Esta sobrecarga acaba por se traduzir num impacto negativo no equilíbrio entre vida pessoal e profissional.
“Se tivermos equipas saudáveis, bem lideradas, motivadas e com objetivos claros, vão produzir mais, os doentes vão estar mais satisfeitos, os resultados clínicos vão ser melhores e, em termos financeiros, acaba por ser melhor para a organização.”
O co-criador do projeto quer “mudar o paradigma”: parar de apostar na sobrecarga dos trabalhadores e conseguir “fazer um trabalho melhor, [para que os profissionais de saúde] sejam mais abertos à inovação, consigam implementar novas soluções e consigam ter uma vida saudável”.
“Se o sistema estiver assim, porque é ineficiente, mas não investir em formas de o tornar mais eficiente, então [a crise do SNS] vai continuar a agravar-se”, refere Diogo Silva.
“As pessoas, neste momento, nem têm tempo para parar e pensar como é que as coisas deviam ser diferentes. Então, continuamos a fazer mais do mesmo que já fazíamos. Quando se têm ideias boas, há muitas barreiras para que sejam implementadas.”
Falta “o espaço para criarem, analisarem o que é que está mal e o que é que está bem. Pensarem em soluções e, depois, terem ajuda para implementar”, adianta.
"Uma das coisas que criámos é a academia online, que vamos lançar na próxima semana, em que aí cada pessoa tem uma oportunidade muito mais fácil, porque online é mais acessível, cada um pode fazer individualmente, quando e onde quiser e, portanto, qualquer profissional pode ir lá buscar algumas ideias do que melhorar o seu dia-a-dia", explica ainda o médico.
Com o projeto, o Hospital de Braga conseguiu reduzir a taxa de absentismo. “Começaram pelo serviço de limpeza e alargaram ao resto do hospital.

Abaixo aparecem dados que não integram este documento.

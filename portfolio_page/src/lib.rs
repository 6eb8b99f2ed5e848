//! Browser independent versions of the page handlers that live next to the
//! contact form: navigation, scroll effects, reveal animations and the like.
//!
//! None of these exchange data with the contact form.

pub mod debounce;
pub mod focus;
pub mod nav;
pub mod reveal;
pub mod ripple;
pub mod scroll;
pub mod typewriter;

#[derive(Debug, Clone, Copy, PartialEq)]
pub struct Rect {
    pub left: f64,
    pub top: f64,
    pub width: f64,
    pub height: f64,
}

impl Rect {
    pub fn bottom(&self) -> f64 {
        self.top + self.height
    }
}
use portfolio_models::notification::NotificationId;

#[cfg_attr(feature = "mock", mockall::automock)]
pub trait IdService: Send + Sync + 'static {
    /// Returns a fresh id for a notification that is about to be shown.
    fn notification_id(&self) -> NotificationId;
}

#[cfg(feature = "mock")]
impl MockIdService {
    pub fn with_notification_id(mut self, id: NotificationId) -> Self {
        self.expect_notification_id().once().return_const(id);
        self
    }
}
pub mod contact;
pub mod page;
use portfolio_demo::contact::{NOTIFICATION_DURATION, SUBMISSION_DELAY, SUCCESS_MESSAGE};
use portfolio_models::notification::Notification;
use portfolio_shared_contracts::{id::MockIdService, time::MockTimeService};

use crate::{ContactFormFeatureConfig, ContactFormFeatureServiceImpl};


type Sut = ContactFormFeatureServiceImpl<MockTimeService, MockIdService>;

fn config() -> ContactFormFeatureConfig {
    ContactFormFeatureConfig {
        submission_delay: SUBMISSION_DELAY,
        notification_duration: NOTIFICATION_DURATION,
        success_message: SUCCESS_MESSAGE.into(),
    }
}

/// A service that expects exactly one successful submission per given
/// notification.
fn sut(notifications: &[&Notification]) -> Sut {
    let mut time = MockTimeService::new();
    let mut id = MockIdService::new();
    for notification in notifications {
        time = time.with_now(notification.created_at);
        id = id.with_notification_id(notification.id);
    }
    Sut::new(time, id, config())
}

Eles já eram um hospital com um absentismo baixo e ainda conseguiram reduzir mais.”
Como é que se fez isso? “A falar com os profissionais, a perceber qual era a perspetiva deles do absentismo e entender que, quando as pessoas faltam, nunca ninguém está preocupado com elas e que, na prática, a forma de reduzir o absentismo passava pelo hospital preocupar-se com elas”, responde o cocriador do nobox.

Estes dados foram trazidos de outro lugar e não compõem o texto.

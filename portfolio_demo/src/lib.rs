use uuid::{uuid, Uuid};

pub mod contact;

pub const UUID1: Uuid = uuid!("eb1cd87a-4475-4d68-a2c2-0216bdaac8f7");
pub const UUID2: Uuid = uuid!("0f7c3a52-7e0b-4b9e-9a4e-3c1f5d2e8a61");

“Numa altura em que se discute que o SNS não precisa de mais dinheiro, mas de mais e melhor gestão, este é um passo fundamental para fazermos esse caminho”, explicam os fundadores do projeto.
A nobox lançou na terça-feira uma nova academia online, iniciativa que conta com cursos “desenhados tendo em conta os problemas reais dos profissionais de saúde no seu dia a dia” e promete ajudar os profissionais a gerir conflitos com mais eficácia, a construir melhores equipas e a proporcionar melhor feedback aos colegas.

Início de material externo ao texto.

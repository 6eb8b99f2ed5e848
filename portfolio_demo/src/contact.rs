use std::{sync::LazyLock, time::Duration};

use chrono::{DateTime, TimeZone, Utc};
use portfolio_models::{
    contact::ContactFormInput,
    notification::{Notification, NotificationId},
};

use crate::{UUID1, UUID2};

pub const SUBMISSION_DELAY: Duration = Duration::from_secs(2);
pub const NOTIFICATION_DURATION: Duration = Duration::from_secs(5);
pub const SUCCESS_MESSAGE: &str = "Thank you for your message! I'll get back to you soon.";

pub static NOW: LazyLock<DateTime<Utc>> =
    LazyLock::new(|| Utc.with_ymd_and_hms(2024, 3, 14, 15, 9, 26).unwrap());

pub static VALID: LazyLock<ContactFormInput> = LazyLock::new(|| ContactFormInput {
    name: "Jo".into(),
    email: "jo@example.com".into(),
    message: "Hello there, how are you?".into(),
});

pub static INVALID: LazyLock<ContactFormInput> = LazyLock::new(|| ContactFormInput {
    name: "J".into(),
    email: "bad".into(),
    message: "short".into(),
});

pub static NOTIFICATION_1: LazyLock<Notification> = LazyLock::new(|| Notification {
    id: NotificationId::from(UUID1),
    message: SUCCESS_MESSAGE.into(),
    created_at: *NOW,
});

pub static NOTIFICATION_2: LazyLock<Notification> = LazyLock::new(|| Notification {
    id: NotificationId::from(UUID2),
    message: SUCCESS_MESSAGE.into(),
    created_at: *NOW,
});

“Estas formações foram especificamente construídas para o setor da saúde por profissionais de saúde”, destaca Diogo Silva.
No início, vão ser disponibilizados sete cursos diferentes, “cursos rápidos com exercícios práticos e sempre contextualizados na saúde, para permitir a máxima aplicabilidade à vida real dos profissionais”.
Além da melhorar a capacidade de resposta dos profissionais e das equipas de saúde, o cofundador do projeto acredita que o Serviço Nacional de Saúde (SNS) vai ganhar com esta aposta. “Numa altura em que se discute que o SNS não precisa de mais dinheiro, mas mais e melhor gestão, este é um passo fundamental para fazermos esse caminho”, diz.
“Quem trabalha no SNS sabe que as questões de organização, gestão de equipa e comunicação são fatores de grande insatisfação, frustração e inércia, contribuindo para a cristalização de uma cultura conservadora e aversa ao risco. Só conseguiremos um sistema de saúde mais robusto se apostarmos no desenvolvimento dos profissionais e das suas equipas”, conclui.